This season of my life has brought disruption and trauma. It has brought destruction and the need to re-build. And with it all, it has brought deep reflection.
This isn’t a new topic for me to reflect on, but I’m reflecting on it in a new light.
Truth is not slander. Truth is truth. If you speak the truth, you aren’t slandering someone, you are sharing what happened to you or what you know. Maybe you are working hard to protect others from what you had to endure. Let us define slander: the act or crime of making a false spoken statement damaging a person’s reputation.
Slander is not when you share the truth with others.
By nature, when I hear something bad about someone, I can’t help but believe some part of it. No one is perfect, so I can always find a way to see the negative qualities someone carries and use that to question if the slander is true. Someone whispers “she is a bad Mom,” and all of a sudden I remember that one time I saw her exhausted and “she” was short with her child. Now I question.
All it takes is a whisper of lies to make me question all that I have experienced of a person.
Defamation of character is a crime for a reason and we can sue people for it. Lie about me and now everyone will question me, even if they know me.

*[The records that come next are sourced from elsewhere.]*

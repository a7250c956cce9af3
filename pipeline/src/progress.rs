use std::{
    collections::VecDeque,
    sync::{
        Arc,
        atomic::{AtomicU32, AtomicU64, AtomicUsize, Ordering},
    },
    time::{Duration, Instant},
};

use parking_lot::Mutex;
use throttle_my_fn::throttle;
use types::{DepotId, ProgressEvent, UiSink};

/// Throughput is computed over a sliding window of samples this old.
const SPEED_WINDOW: Duration = Duration::from_secs(5);

/// Shared run counters plus the sliding throughput window behind the
/// progress events. Byte counters only ever grow during a run.
pub struct ProgressTracker {
    total_bytes: AtomicU64,
    bytes_downloaded: AtomicU64,
    bytes_compressed: AtomicU64,
    files_completed: AtomicUsize,
    total_files: AtomicUsize,
    current_depot: AtomicU32,
    current_file: Mutex<Option<String>>,
    window: Mutex<VecDeque<(Instant, u64)>>,
    sink: Arc<dyn UiSink>,
}

impl ProgressTracker {
    pub fn new(sink: Arc<dyn UiSink>) -> Arc<Self> {
        Arc::new(Self {
            total_bytes: AtomicU64::new(0),
            bytes_downloaded: AtomicU64::new(0),
            bytes_compressed: AtomicU64::new(0),
            files_completed: AtomicUsize::new(0),
            total_files: AtomicUsize::new(0),
            current_depot: AtomicU32::new(0),
            current_file: Mutex::new(None),
            window: Mutex::new(VecDeque::new()),
            sink,
        })
    }

    pub fn begin_depot(&self, depot_id: DepotId, depot_bytes: u64, depot_files: usize) {
        self.current_depot.store(depot_id, Ordering::Release);
        self.total_bytes.fetch_add(depot_bytes, Ordering::AcqRel);
        self.total_files.fetch_add(depot_files, Ordering::AcqRel);
    }

    pub fn set_current_file(&self, path: &str) {
        *self.current_file.lock() = Some(path.to_string());
    }

    pub fn file_completed(&self) {
        self.files_completed.fetch_add(1, Ordering::AcqRel);
    }

    /// Bytes fetched over the wire; feeds the throughput window.
    pub fn add_bytes(&self, uncompressed: u64, compressed: u64) {
        let total = self.bytes_downloaded.fetch_add(uncompressed, Ordering::AcqRel) + uncompressed;
        self.bytes_compressed.fetch_add(compressed, Ordering::AcqRel);
        {
            let mut window = self.window.lock();
            let now = Instant::now();
            window.push_back((now, total));
            while let Some((at, _)) = window.front()
                && now.duration_since(*at) > SPEED_WINDOW
            {
                window.pop_front();
            }
        }
        let _ = push_progress(self);
    }

    /// Bytes satisfied from disk without a fetch; no throughput sample.
    pub fn skip_bytes(&self, uncompressed: u64) {
        self.bytes_downloaded.fetch_add(uncompressed, Ordering::AcqRel);
    }

    pub fn bytes_downloaded(&self) -> u64 {
        self.bytes_downloaded.load(Ordering::Acquire)
    }

    pub fn bytes_compressed(&self) -> u64 {
        self.bytes_compressed.load(Ordering::Acquire)
    }

    fn speed_bytes_per_second(&self) -> u64 {
        let window = self.window.lock();
        let (Some((first_at, first_bytes)), Some((last_at, last_bytes))) =
            (window.front(), window.back())
        else {
            return 0;
        };
        let elapsed = last_at.duration_since(*first_at).as_secs_f64();
        if elapsed <= 0.0 {
            return 0;
        }
        ((last_bytes - first_bytes) as f64 / elapsed) as u64
    }

    pub fn snapshot(&self) -> ProgressEvent {
        let bytes_downloaded = self.bytes_downloaded();
        let total_bytes = self.total_bytes.load(Ordering::Acquire);
        let speed = self.speed_bytes_per_second();
        let remaining = total_bytes.saturating_sub(bytes_downloaded);
        let estimated_time_remaining = if speed == 0 {
            None
        } else {
            Some(Duration::from_secs_f64(remaining as f64 / speed as f64))
        };
        ProgressEvent {
            bytes_downloaded,
            total_bytes,
            current_file: self.current_file.lock().clone(),
            files_completed: self.files_completed.load(Ordering::Acquire),
            total_files: self.total_files.load(Ordering::Acquire),
            speed_bytes_per_second: speed,
            estimated_time_remaining,
            current_depot_id: self.current_depot.load(Ordering::Acquire),
        }
    }
}

#[throttle(1, Duration::from_millis(250))]
fn push_progress(tracker: &ProgressTracker) {
    let event = tracker.snapshot();
    tracker.sink.update_progress("downloading", event.percent());
    tracker.sink.on_progress_event(&event);
}
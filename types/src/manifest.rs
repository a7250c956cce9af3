use std::collections::HashMap;

use bitcode::{Decode, Encode};
use serde::{Deserialize, Serialize};

use crate::{DepotId, ManifestId};

/// File attribute bits carried by the manifest, Steam wire layout.
#[derive(Debug, Clone, Copy, PartialEq, Eq, Default, Serialize, Deserialize, Encode, Decode)]
pub struct FileFlags(pub u32);

impl FileFlags {
    pub const DIRECTORY: FileFlags = FileFlags(1 << 0);
    pub const EXECUTABLE: FileFlags = FileFlags(1 << 1);
    pub const READONLY: FileFlags = FileFlags(1 << 2);
    pub const SYMLINK: FileFlags = FileFlags(1 << 3);
    pub const HIDDEN: FileFlags = FileFlags(1 << 4);
    pub const CUSTOM_EXECUTABLE: FileFlags = FileFlags(1 << 5);

    pub fn contains(&self, other: FileFlags) -> bool {
        self.0 & other.0 == other.0
    }

    pub fn insert(&mut self, other: FileFlags) {
        self.0 |= other.0;
    }

    pub fn is_directory(&self) -> bool {
        self.contains(FileFlags::DIRECTORY)
    }

    pub fn is_executable(&self) -> bool {
        self.contains(FileFlags::EXECUTABLE) || self.contains(FileFlags::CUSTOM_EXECUTABLE)
    }

    pub fn is_symlink(&self) -> bool {
        self.contains(FileFlags::SYMLINK)
    }
}

/// A content-addressed slice of a file. `id` is the SHA-1 of the plaintext.
#[derive(Debug, Clone, PartialEq, Eq, Serialize, Deserialize, Encode, Decode)]
pub struct ChunkEntry {
    pub id: [u8; 20],
    pub offset: u64,
    pub uncompressed_length: u32,
    pub compressed_length: u32,
    pub checksum: u32,
}

impl ChunkEntry {
    pub fn id_hex(&self) -> String {
        hex::encode(self.id)
    }
}

#[derive(Debug, Clone, PartialEq, Eq, Serialize, Deserialize, Encode, Decode)]
pub struct FileEntry {
    /// Relative, slash-normalized path within the depot tree.
    pub path: String,
    pub total_size: u64,
    pub hash: [u8; 20],
    pub flags: FileFlags,
    /// Symlink target, for entries flagged as symlinks.
    pub link_target: Option<String>,
    pub chunks: Vec<ChunkEntry>,
}

/// The immutable per-depot content inventory at a given build.
#[derive(Debug, Clone, PartialEq, Eq, Serialize, Deserialize, Encode, Decode)]
pub struct Manifest {
    pub depot_id: DepotId,
    pub manifest_id: ManifestId,
    /// Unix seconds.
    pub creation_time: u64,
    pub total_compressed: u64,
    pub total_uncompressed: u64,
    pub files: Vec<FileEntry>,
}

impl Manifest {
    /// Index of files by normalized path. Directories are included.
    pub fn files_by_path(&self) -> HashMap<&str, &FileEntry> {
        self.files.iter().map(|f| (f.path.as_str(), f)).collect()
    }

    pub fn total_chunks(&self) -> usize {
        self.files.iter().map(|f| f.chunks.len()).sum()
    }
}

#[cfg(test)]
mod tests {
    use super::*;

    #[test]
    fn flags_compose() {
        let mut flags = FileFlags::default();
        assert!(!flags.is_executable());
        flags.insert(FileFlags::EXECUTABLE);
        flags.insert(FileFlags::HIDDEN);
        assert!(flags.is_executable());
        assert!(flags.contains(FileFlags::HIDDEN));
        assert!(!flags.is_directory());
    }

    #[test]
    fn files_index_by_path() {
        let file = FileEntry {
            path: "data/a.bin".into(),
            total_size: 16,
            hash: [0u8; 20],
            flags: FileFlags::default(),
            link_target: None,
            chunks: vec![ChunkEntry {
                id: [7u8; 20],
                offset: 0,
                uncompressed_length: 16,
                compressed_length: 12,
                checksum: 1,
            }],
        };
        let manifest = Manifest {
            depot_id: 731,
            manifest_id: 5,
            creation_time: 1_700_000_000,
            total_compressed: 12,
            total_uncompressed: 16,
            files: vec![file.clone()],
        };
        let by_path = manifest.files_by_path();
        assert_eq!(by_path.get("data/a.bin"), Some(&&file));
        assert_eq!(by_path.get("missing.bin"), None);
        assert_eq!(manifest.total_chunks(), 1);
    }
}
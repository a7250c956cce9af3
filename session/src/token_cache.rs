use std::collections::HashMap;

use log::debug;
use parking_lot::Mutex;
use types::{AppId, DepotId, DownloadError};

use crate::port::{CdnAuthToken, SessionPort};

/// Cache of CDN auth tokens keyed by `(depot_id, host)`. Tokens are fetched
/// lazily the first time a server answers 403 and dropped when they expire
/// or when the server rejects them.
#[derive(Default)]
pub struct CdnAuthTokenCache {
    tokens: Mutex<HashMap<(DepotId, String), CdnAuthToken>>,
}

impl CdnAuthTokenCache {
    pub fn new() -> Self {
        Self::default()
    }

    /// Returns a cached, unexpired token if one exists. Does not go to the
    /// session.
    pub fn cached(&self, depot_id: DepotId, host: &str) -> Option<String> {
        let mut tokens = self.tokens.lock();
        match tokens.get(&(depot_id, host.to_string())) {
            Some(token) if !token.is_expired() => Some(token.token.clone()),
            Some(_) => {
                tokens.remove(&(depot_id, host.to_string()));
                None
            }
            None => None,
        }
    }

    /// Requests a fresh token through the session and caches it.
    pub fn request(
        &self,
        session: &dyn SessionPort,
        app_id: AppId,
        depot_id: DepotId,
        host: &str,
    ) -> Result<String, DownloadError> {
        let token = session.get_cdn_auth_token(app_id, depot_id, host)?;
        debug!("obtained cdn auth token for depot {depot_id} host {host}");
        let value = token.token.clone();
        self.tokens
            .lock()
            .insert((depot_id, host.to_string()), token);
        Ok(value)
    }

    pub fn invalidate(&self, depot_id: DepotId, host: &str) {
        self.tokens.lock().remove(&(depot_id, host.to_string()));
    }
}

#[cfg(test)]
mod tests {
    use std::time::{Duration, SystemTime};

    use super::*;

    #[test]
    fn expired_tokens_are_evicted() {
        let cache = CdnAuthTokenCache::new();
        cache.tokens.lock().insert(
            (731, "edge.example".to_string()),
            CdnAuthToken {
                token: "stale".to_string(),
                expires_at: Some(SystemTime::now() - Duration::from_secs(1)),
            },
        );
        assert_eq!(cache.cached(731, "edge.example"), None);
        assert!(cache.tokens.lock().is_empty());
    }

    #[test]
    fn live_tokens_are_returned() {
        let cache = CdnAuthTokenCache::new();
        cache.tokens.lock().insert(
            (731, "edge.example".to_string()),
            CdnAuthToken {
                token: "live".to_string(),
                expires_at: None,
            },
        );
        assert_eq!(cache.cached(731, "edge.example"), Some("live".to_string()));
    }
}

In this season of my life, I am learning the lesson to pass judgment slowly and ask more questions. I need to know more before making a judgement based on a passing comment or possible slander.
On the flip side, in this season I am also being careful to more fully discern so that I don’t mislabel truth as slander. It can cause great harm to the person who needs help, and is finally speaking up, to be labeled as slandering. It can also minimize or diminish the truth of the harm someone is causing and place myself and others in that harmful person’s line of fire.
If talking about dealing with a true narcissist, the term would be called “flying monkey.” These are people that believe the person doing the slandering and join in on the slandering of the innocent party. Very often, without meaning to, the “flying monkeys” cause more damage than the narcissist him/herself. These people, most of the time, are fooled as I once was, and are innocent. And yet, it can cause a lot of damage.
This isn’t just exclusive to narcissism. All people tend to gossip. If the gossip isn’t true, then it is slander.
This is why I have been asking more questions. If I don’t see any evidence for something, I don’t automatically believe it. I certainly don’t pass on the news as if I know it is true. Today, I am considering more and making informed slow judgements rather than the quick judgements I grew up making. I am also careful that I don’t allow what someone says to me about another person to dirty my image of them until I have more information. Or if I don’t know them personally, I choose not to form an opinion without substantial evidence.
On the flip side, I don’t disregard what I am being told. I want to always believe that I am being told the truth but never be foolish enough to go all in at first glance.
When I am in a room and two people are telling very different stories, it takes an extreme level of discernment to be able to weed out the truth from the lies. There is the possibility both parties are lying and there is no truth to be had. I have had to sort out this type of situation continuously as a mom. Man, kids are tough! Their experience of an argument is always so extremely different. If I didn’t witness it I usually have no idea if either child is telling me the truth.
Discerning the truth is often an arduous task. I still need to make judgements in life, but I’m making them a little bit slower today. I am asking more questions and considering more factors.
I’m not taking everything I hear at face value.